**Provided data**.
//! sucre CLI: driving adapter for the sucre operation catalogue.
//!
//! Subcommands:
//! - `run <op> <input> [--args JSON] [--config FILE] [--raw]`: run one operation
//! - `check <config>`: validate an inflection table loads without errors
//! - `info`: print every operation with its summary

use std::io::Read;
use std::path::Path;

use anyhow::{bail, Context, Result};
use clap::{Parser, Subcommand};
use sucre::{catalogue, Inflections, InflectionsConfig, Value};

#[derive(Parser)]
#[command(name = "sucre")]
#[command(about = "Text and collection utilities from the command line")]
struct Cli {
    #[command(subcommand)]
    command: Commands,
}

#[derive(Subcommand)]
enum Commands {
    /// Run one operation and print its output
    Run {
        /// Operation name (see `sucre info`)
        op: String,

        /// Input: JSON, or a plain string when it is not JSON. `-` reads stdin.
        input: String,

        /// Arguments as a JSON object
        #[arg(short, long)]
        args: Option<String>,

        /// Inflection table (YAML, or JSON by extension) replacing the English one
        #[arg(short, long)]
        config: Option<String>,

        /// Treat the input as a string even when it parses as JSON
        #[arg(long)]
        raw: bool,
    },
    /// Validate an inflection table
    Check {
        /// Path to a YAML or JSON inflection table
        config: String,
    },
    /// List operations
    Info,
}

fn main() {
    env_logger::init();
    let cli = Cli::parse();

    let result = match cli.command {
        Commands::Run {
            op,
            input,
            args,
            config,
            raw,
        } => cmd_run(&op, &input, args.as_deref(), config.as_deref(), raw),
        Commands::Check { config } => cmd_check(&config),
        Commands::Info => {
            cmd_info();
            Ok(())
        }
    };

    if let Err(e) = result {
        eprintln!("error: {e:#}");
        std::process::exit(1);
    }
}

// ═══════════════════════════════════════════════════════════════════════════════
// Commands
// ═══════════════════════════════════════════════════════════════════════════════

fn cmd_run(op: &str, input: &str, args: Option<&str>, config: Option<&str>, raw: bool) -> Result<()> {
    if catalogue::lookup(op).is_none() {
        bail!("unknown operation \"{op}\" (see `sucre info`)");
    }

    let input = read_input(input)?;
    let input = if raw { Value::String(input) } else { parse_value(&input) };
    let args = match args {
        Some(json) => serde_json::from_str(json).context("--args is not valid JSON")?,
        None => Value::Null,
    };

    let custom = config.map(load_inflections).transpose()?;
    let table = custom.as_ref().unwrap_or_else(|| Inflections::english());

    log::debug!("running {op} on a {} input", input.type_name());
    let output = catalogue::invoke(op, &input, &args, table)?;
    println!("{}", render(&output)?);
    Ok(())
}

fn cmd_check(path: &str) -> Result<()> {
    load_inflections(path)?;
    println!("Config valid");
    Ok(())
}

fn cmd_info() {
    let width = catalogue::names().map(str::len).max().unwrap_or(0);
    for op in catalogue::operations() {
        println!("  {:width$}  {}", op.name, op.summary);
    }
}

// ═══════════════════════════════════════════════════════════════════════════════
// Config loading
// ═══════════════════════════════════════════════════════════════════════════════

fn load_config(path: &str) -> Result<InflectionsConfig> {
    let content =
        std::fs::read_to_string(path).with_context(|| format!("failed to read \"{path}\""))?;

    let is_json = Path::new(path)
        .extension()
        .is_some_and(|ext| ext.eq_ignore_ascii_case("json"));

    if is_json {
        serde_json::from_str(&content).context("JSON parse error")
    } else {
        // Default to YAML (handles .yaml and .yml)
        serde_yaml::from_str(&content).context("YAML parse error")
    }
}

fn load_inflections(path: &str) -> Result<Inflections> {
    let config = load_config(path)?;
    Inflections::from_config(&config).context("config invalid")
}

// ═══════════════════════════════════════════════════════════════════════════════
// Input and output
// ═══════════════════════════════════════════════════════════════════════════════

fn read_input(input: &str) -> Result<String> {
    if input != "-" {
        return Ok(input.to_string());
    }
    let mut buf = String::new();
    std::io::stdin()
        .read_to_string(&mut buf)
        .context("failed to read stdin")?;
    Ok(buf)
}

/// JSON when the text parses as JSON, otherwise the text itself.
fn parse_value(text: &str) -> Value {
    serde_json::from_str(text).unwrap_or_else(|_| Value::String(text.to_string()))
}

/// Strings print bare; everything else prints as JSON.
fn render(value: &Value) -> Result<String> {
    match value {
        Value::String(s) => Ok(s.clone()),
        other => Ok(serde_json::to_string(other)?),
    }
}

#[cfg(test)]
mod tests {
    use super::*;
    use std::io::Write;

    #[test]
    fn parse_value_prefers_json() {
        assert_eq!(parse_value("[1, 2]"), Value::List(vec![Value::Int(1), Value::Int(2)]));
        assert_eq!(parse_value("\"quoted\""), Value::from("quoted"));
        assert_eq!(parse_value("caps_lock"), Value::from("caps_lock"));
        assert_eq!(parse_value("{broken"), Value::from("{broken"));
    }

    #[test]
    fn render_strings_bare() {
        assert_eq!(render(&Value::from("CapsLock")).unwrap(), "CapsLock");
        assert_eq!(render(&Value::Null).unwrap(), "null");
        assert_eq!(render(&Value::from(vec![1, 2])).unwrap(), "[1,2]");
    }

    #[test]
    fn run_rejects_unknown_operations() {
        let err = cmd_run("frobnicate", "x", None, None, false).unwrap_err();
        assert!(err.to_string().contains("unknown operation"));
    }

    #[test]
    fn run_rejects_bad_args() {
        assert!(cmd_run("at", "jumpy", Some("{index"), None, false).is_err());
        assert!(cmd_run("at", "jumpy", Some(r#"{"index": "x"}"#), None, false).is_err());
        assert!(cmd_run("at", "jumpy", Some(r#"{"index": 5}"#), None, false).is_ok());
    }

    #[test]
    fn load_yaml_config() {
        let mut file = tempfile::Builder::new().suffix(".yaml").tempfile().unwrap();
        writeln!(file, "irregulars:\n  - {{ singular: cactus, plural: cacti }}").unwrap();
        let path = file.path().to_str().unwrap();

        let table = load_inflections(path).unwrap();
        assert_eq!(table.pluralize("cactus"), "cacti");
        assert_eq!(table.pluralize("post"), "posts");
        assert!(cmd_check(path).is_ok());
    }

    #[test]
    fn load_json_config() {
        let mut file = tempfile::Builder::new().suffix(".json").tempfile().unwrap();
        write!(file, r#"{{"uncountables": ["pokemon"]}}"#).unwrap();
        let table = load_inflections(file.path().to_str().unwrap()).unwrap();
        assert_eq!(table.pluralize("pokemon"), "pokemon");
    }

    #[test]
    fn check_reports_bad_configs() {
        let mut file = tempfile::Builder::new().suffix(".yaml").tempfile().unwrap();
        writeln!(file, "plurals:\n  - {{ pattern: '(unclosed', replacement: x }}").unwrap();
        assert!(cmd_check(file.path().to_str().unwrap()).is_err());
        assert!(cmd_check("/nonexistent/table.yaml").is_err());
    }
}
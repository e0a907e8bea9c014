//! `Matchable`: How elements expose themselves to matchers and projectors
//!
//! Collection queries are generic over the element type `T`, but matchers and
//! projectors work on [`Value`]. This trait is the bridge: it hands out a
//! `Value` view of the element and resolves named properties on it.
//!
//! Properties that are absent resolve to `None`, and a shape matcher treats
//! that as a non-match.

use crate::Value;
use std::borrow::Cow;

/// An element that can be inspected by a [`Matcher`](crate::Matcher) or
/// [`Projector`](crate::Projector).
///
/// # Example
///
/// ```
/// use sucre::{Matchable, Value};
/// use std::borrow::Cow;
///
/// struct User { name: String, age: i64 }
///
/// impl Matchable for User {
///     fn to_value(&self) -> Cow<'_, Value> {
///         Cow::Owned(Value::object([
///             ("name", Value::from(self.name.as_str())),
///             ("age", Value::from(self.age)),
///         ]))
///     }
///
///     fn property(&self, key: &str) -> Option<Value> {
///         match key {
///             "name" => Some(Value::from(self.name.as_str())),
///             "age" => Some(Value::from(self.age)),
///             _ => None,
///         }
///     }
/// }
///
/// let u = User { name: "Cheech".into(), age: 40 };
/// assert_eq!(u.property("age"), Some(Value::Int(40)));
/// ```
#[diagnostic::on_unimplemented(
    message = "`{Self}` does not implement `Matchable`",
    label = "matchers and projectors cannot inspect this type",
    note = "implement `Matchable::to_value` to expose the element as a `sucre::Value`"
)]
pub trait Matchable {
    /// The dynamic view of this element.
    fn to_value(&self) -> Cow<'_, Value>;

    /// Resolve a named property. Returns `None` if the property is absent.
    ///
    /// The default reads the property off [`to_value`](Self::to_value).
    fn property(&self, key: &str) -> Option<Value> {
        self.to_value().property(key)
    }
}

impl Matchable for Value {
    fn to_value(&self) -> Cow<'_, Value> {
        Cow::Borrowed(self)
    }

    fn property(&self, key: &str) -> Option<Value> {
        Value::property(self, key)
    }
}

impl Matchable for str {
    fn to_value(&self) -> Cow<'_, Value> {
        Cow::Owned(Value::from(self))
    }

    fn property(&self, key: &str) -> Option<Value> {
        (key == "length").then(|| Value::from(self.chars().count()))
    }
}

impl Matchable for String {
    fn to_value(&self) -> Cow<'_, Value> {
        self.as_str().to_value()
    }

    fn property(&self, key: &str) -> Option<Value> {
        self.as_str().property(key)
    }
}

impl Matchable for char {
    fn to_value(&self) -> Cow<'_, Value> {
        Cow::Owned(Value::from(*self))
    }
}

impl Matchable for bool {
    fn to_value(&self) -> Cow<'_, Value> {
        Cow::Owned(Value::Bool(*self))
    }
}

impl Matchable for f64 {
    fn to_value(&self) -> Cow<'_, Value> {
        Cow::Owned(Value::Float(*self))
    }
}

macro_rules! matchable_int {
    ($($t:ty),*) => {
        $(
            impl Matchable for $t {
                fn to_value(&self) -> Cow<'_, Value> {
                    Cow::Owned(Value::Int(i64::from(*self)))
                }
            }
        )*
    };
}

matchable_int!(i8, i16, i32, i64, u8, u16, u32);

impl Matchable for usize {
    fn to_value(&self) -> Cow<'_, Value> {
        Cow::Owned(Value::from(*self))
    }
}

impl<T: Matchable> Matchable for Vec<T> {
    fn to_value(&self) -> Cow<'_, Value> {
        Cow::Owned(Value::List(
            self.iter().map(|item| item.to_value().into_owned()).collect(),
        ))
    }

    fn property(&self, key: &str) -> Option<Value> {
        if key == "length" {
            return Some(Value::from(self.len()));
        }
        key.parse::<usize>()
            .ok()
            .and_then(|i| self.get(i))
            .map(|item| item.to_value().into_owned())
    }
}

impl<T: Matchable + ?Sized> Matchable for &T {
    fn to_value(&self) -> Cow<'_, Value> {
        (**self).to_value()
    }

    fn property(&self, key: &str) -> Option<Value> {
        (**self).property(key)
    }
}

impl<T: Matchable + ?Sized> Matchable for Box<T> {
    fn to_value(&self) -> Cow<'_, Value> {
        (**self).to_value()
    }

    fn property(&self, key: &str) -> Option<Value> {
        (**self).property(key)
    }
}

#[cfg(test)]
mod tests {
    use super::*;

    #[test]
    fn strings_expose_char_length() {
        assert_eq!("fee".property("length"), Some(Value::Int(3)));
        assert_eq!("日本".property("length"), Some(Value::Int(2)));
        assert_eq!("fee".property("size"), None);
    }

    #[test]
    fn integers_view_as_int() {
        assert_eq!(7_u8.to_value().into_owned(), Value::Int(7));
        assert_eq!((-3_i32).to_value().into_owned(), Value::Int(-3));
    }

    #[test]
    fn references_forward() {
        let s = String::from("abc");
        let r = &s;
        assert_eq!(r.property("length"), Some(Value::Int(3)));
        assert_eq!(r.to_value().into_owned(), Value::from("abc"));
    }

    #[test]
    fn vectors_expose_length_and_indexes() {
        let v = vec![10, 20];
        assert_eq!(v.property("length"), Some(Value::Int(2)));
        assert_eq!(v.property("1"), Some(Value::Int(20)));
        assert_eq!(v.property("x"), None);
    }

    #[test]
    fn values_read_object_keys() {
        let v = Value::object([("a", 1)]);
        assert_eq!(Matchable::property(&v, "a"), Some(Value::Int(1)));
        assert_eq!(Matchable::property(&v, "b"), None);
    }
}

**Required work**.
Write the number of lines above that contain the string "reads", and nothing besides.

**Solution below**.
2